YOUR TASK:
In the entries below, find the line with "pub async fn signup_form(viewer: OptionalIdentity)" and print exactly every line from there up to and including the line with "let user = match state.users.insert(user).await", with no other lines.

PROVIDED MATERIAL:
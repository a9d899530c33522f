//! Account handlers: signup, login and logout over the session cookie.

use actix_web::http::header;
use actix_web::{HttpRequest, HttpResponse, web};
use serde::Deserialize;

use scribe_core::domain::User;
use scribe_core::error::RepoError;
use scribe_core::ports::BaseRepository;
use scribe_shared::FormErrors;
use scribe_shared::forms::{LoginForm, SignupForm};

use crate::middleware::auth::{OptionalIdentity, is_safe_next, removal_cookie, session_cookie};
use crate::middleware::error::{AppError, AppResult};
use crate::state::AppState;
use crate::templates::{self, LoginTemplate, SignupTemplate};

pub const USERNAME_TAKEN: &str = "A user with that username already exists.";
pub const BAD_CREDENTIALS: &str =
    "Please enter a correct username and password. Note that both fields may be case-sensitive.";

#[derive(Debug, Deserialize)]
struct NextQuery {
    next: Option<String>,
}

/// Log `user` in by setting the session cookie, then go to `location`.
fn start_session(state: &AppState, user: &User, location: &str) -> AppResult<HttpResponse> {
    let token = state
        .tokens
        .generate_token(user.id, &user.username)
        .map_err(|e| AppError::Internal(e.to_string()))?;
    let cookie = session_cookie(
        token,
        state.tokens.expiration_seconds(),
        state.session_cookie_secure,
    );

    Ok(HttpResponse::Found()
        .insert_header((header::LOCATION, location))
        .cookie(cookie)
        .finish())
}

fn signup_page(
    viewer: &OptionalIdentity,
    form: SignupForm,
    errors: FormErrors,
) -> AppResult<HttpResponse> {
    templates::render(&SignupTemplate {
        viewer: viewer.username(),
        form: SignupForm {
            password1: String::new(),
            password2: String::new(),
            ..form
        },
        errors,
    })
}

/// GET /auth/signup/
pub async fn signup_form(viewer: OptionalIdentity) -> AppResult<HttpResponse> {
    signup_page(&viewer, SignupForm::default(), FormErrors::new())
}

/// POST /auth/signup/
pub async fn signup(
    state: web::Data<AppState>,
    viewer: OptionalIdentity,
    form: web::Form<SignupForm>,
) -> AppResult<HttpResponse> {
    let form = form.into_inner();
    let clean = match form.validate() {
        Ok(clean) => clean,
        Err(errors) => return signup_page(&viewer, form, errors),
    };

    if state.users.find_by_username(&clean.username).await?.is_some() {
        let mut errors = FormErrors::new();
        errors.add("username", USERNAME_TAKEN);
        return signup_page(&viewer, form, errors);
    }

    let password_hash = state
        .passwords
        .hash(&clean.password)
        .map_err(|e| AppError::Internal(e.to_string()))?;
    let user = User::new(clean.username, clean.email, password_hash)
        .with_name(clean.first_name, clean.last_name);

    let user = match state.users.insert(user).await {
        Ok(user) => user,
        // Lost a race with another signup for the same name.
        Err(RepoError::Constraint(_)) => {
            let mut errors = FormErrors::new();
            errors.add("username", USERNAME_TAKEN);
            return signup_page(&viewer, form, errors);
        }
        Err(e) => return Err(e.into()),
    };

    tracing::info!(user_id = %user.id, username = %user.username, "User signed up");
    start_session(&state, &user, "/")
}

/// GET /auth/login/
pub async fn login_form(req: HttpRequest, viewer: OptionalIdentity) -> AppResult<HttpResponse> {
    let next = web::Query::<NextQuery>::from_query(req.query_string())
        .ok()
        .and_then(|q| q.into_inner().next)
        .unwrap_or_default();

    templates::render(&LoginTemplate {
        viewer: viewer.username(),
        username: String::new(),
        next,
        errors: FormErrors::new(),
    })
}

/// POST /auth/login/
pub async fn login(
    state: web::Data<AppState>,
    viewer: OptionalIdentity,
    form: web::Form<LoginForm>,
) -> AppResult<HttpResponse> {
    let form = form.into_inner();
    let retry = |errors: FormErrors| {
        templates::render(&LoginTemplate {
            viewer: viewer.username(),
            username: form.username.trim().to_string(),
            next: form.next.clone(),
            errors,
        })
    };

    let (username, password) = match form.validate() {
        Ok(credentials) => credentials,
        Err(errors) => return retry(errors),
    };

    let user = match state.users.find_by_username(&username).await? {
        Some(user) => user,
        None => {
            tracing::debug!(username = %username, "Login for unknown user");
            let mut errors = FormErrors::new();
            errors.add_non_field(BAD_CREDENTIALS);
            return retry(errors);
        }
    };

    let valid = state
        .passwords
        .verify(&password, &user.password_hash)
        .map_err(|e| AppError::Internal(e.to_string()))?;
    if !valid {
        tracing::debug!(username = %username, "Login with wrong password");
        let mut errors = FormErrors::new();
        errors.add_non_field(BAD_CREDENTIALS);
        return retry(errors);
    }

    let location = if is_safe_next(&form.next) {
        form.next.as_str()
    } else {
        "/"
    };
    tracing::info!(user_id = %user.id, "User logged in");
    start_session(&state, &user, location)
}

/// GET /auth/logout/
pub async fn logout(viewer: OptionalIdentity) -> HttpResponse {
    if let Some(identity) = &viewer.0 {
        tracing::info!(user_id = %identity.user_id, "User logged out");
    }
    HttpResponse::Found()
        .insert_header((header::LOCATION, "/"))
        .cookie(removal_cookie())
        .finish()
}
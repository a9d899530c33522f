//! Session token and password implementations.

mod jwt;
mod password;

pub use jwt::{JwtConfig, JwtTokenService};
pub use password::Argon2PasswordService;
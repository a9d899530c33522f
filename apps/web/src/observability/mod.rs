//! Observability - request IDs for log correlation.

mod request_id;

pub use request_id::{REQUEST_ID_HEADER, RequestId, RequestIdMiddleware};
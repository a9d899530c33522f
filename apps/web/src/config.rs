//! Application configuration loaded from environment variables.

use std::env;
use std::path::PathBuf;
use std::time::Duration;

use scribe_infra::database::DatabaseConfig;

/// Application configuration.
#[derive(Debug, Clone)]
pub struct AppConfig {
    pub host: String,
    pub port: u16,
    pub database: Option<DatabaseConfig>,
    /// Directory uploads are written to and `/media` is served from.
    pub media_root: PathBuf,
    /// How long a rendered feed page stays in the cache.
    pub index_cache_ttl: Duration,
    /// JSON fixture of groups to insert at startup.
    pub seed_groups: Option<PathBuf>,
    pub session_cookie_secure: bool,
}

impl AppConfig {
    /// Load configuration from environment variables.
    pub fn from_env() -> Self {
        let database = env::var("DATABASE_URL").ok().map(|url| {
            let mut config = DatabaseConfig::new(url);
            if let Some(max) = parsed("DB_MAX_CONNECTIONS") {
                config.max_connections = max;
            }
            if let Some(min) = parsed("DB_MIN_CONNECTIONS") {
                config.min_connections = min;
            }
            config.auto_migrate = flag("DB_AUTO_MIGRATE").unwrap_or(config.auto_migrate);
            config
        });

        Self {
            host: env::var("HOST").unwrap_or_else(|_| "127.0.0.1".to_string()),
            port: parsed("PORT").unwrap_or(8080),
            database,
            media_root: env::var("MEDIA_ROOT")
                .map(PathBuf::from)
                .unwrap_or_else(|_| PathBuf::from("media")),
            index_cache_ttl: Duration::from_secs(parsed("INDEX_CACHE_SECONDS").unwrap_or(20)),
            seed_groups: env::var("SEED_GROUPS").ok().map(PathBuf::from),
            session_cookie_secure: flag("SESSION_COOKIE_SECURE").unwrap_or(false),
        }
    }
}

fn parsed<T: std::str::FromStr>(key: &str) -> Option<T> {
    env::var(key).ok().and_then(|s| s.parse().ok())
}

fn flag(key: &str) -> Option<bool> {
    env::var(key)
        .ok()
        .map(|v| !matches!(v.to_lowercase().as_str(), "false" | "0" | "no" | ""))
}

RESPONSE TO THE EXERCISE:
pub async fn signup_form(viewer: OptionalIdentity) -> AppResult<HttpResponse> {
    signup_page(&viewer, SignupForm::default(), FormErrors::new())
}

/// POST /auth/signup/
pub async fn signup(
    state: web::Data<AppState>,
    viewer: OptionalIdentity,
    form: web::Form<SignupForm>,
) -> AppResult<HttpResponse> {
    let form = form.into_inner();
    let clean = match form.validate() {
        Ok(clean) => clean,
        Err(errors) => return signup_page(&viewer, form, errors),
    };

    if state.users.find_by_username(&clean.username).await?.is_some() {
        let mut errors = FormErrors::new();
        errors.add("username", USERNAME_TAKEN);
        return signup_page(&viewer, form, errors);
    }

    let password_hash = state
        .passwords
        .hash(&clean.password)
        .map_err(|e| AppError::Internal(e.to_string()))?;
    let user = User::new(clean.username, clean.email, password_hash)
        .with_name(clean.first_name, clean.last_name);

    let user = match state.users.insert(user).await {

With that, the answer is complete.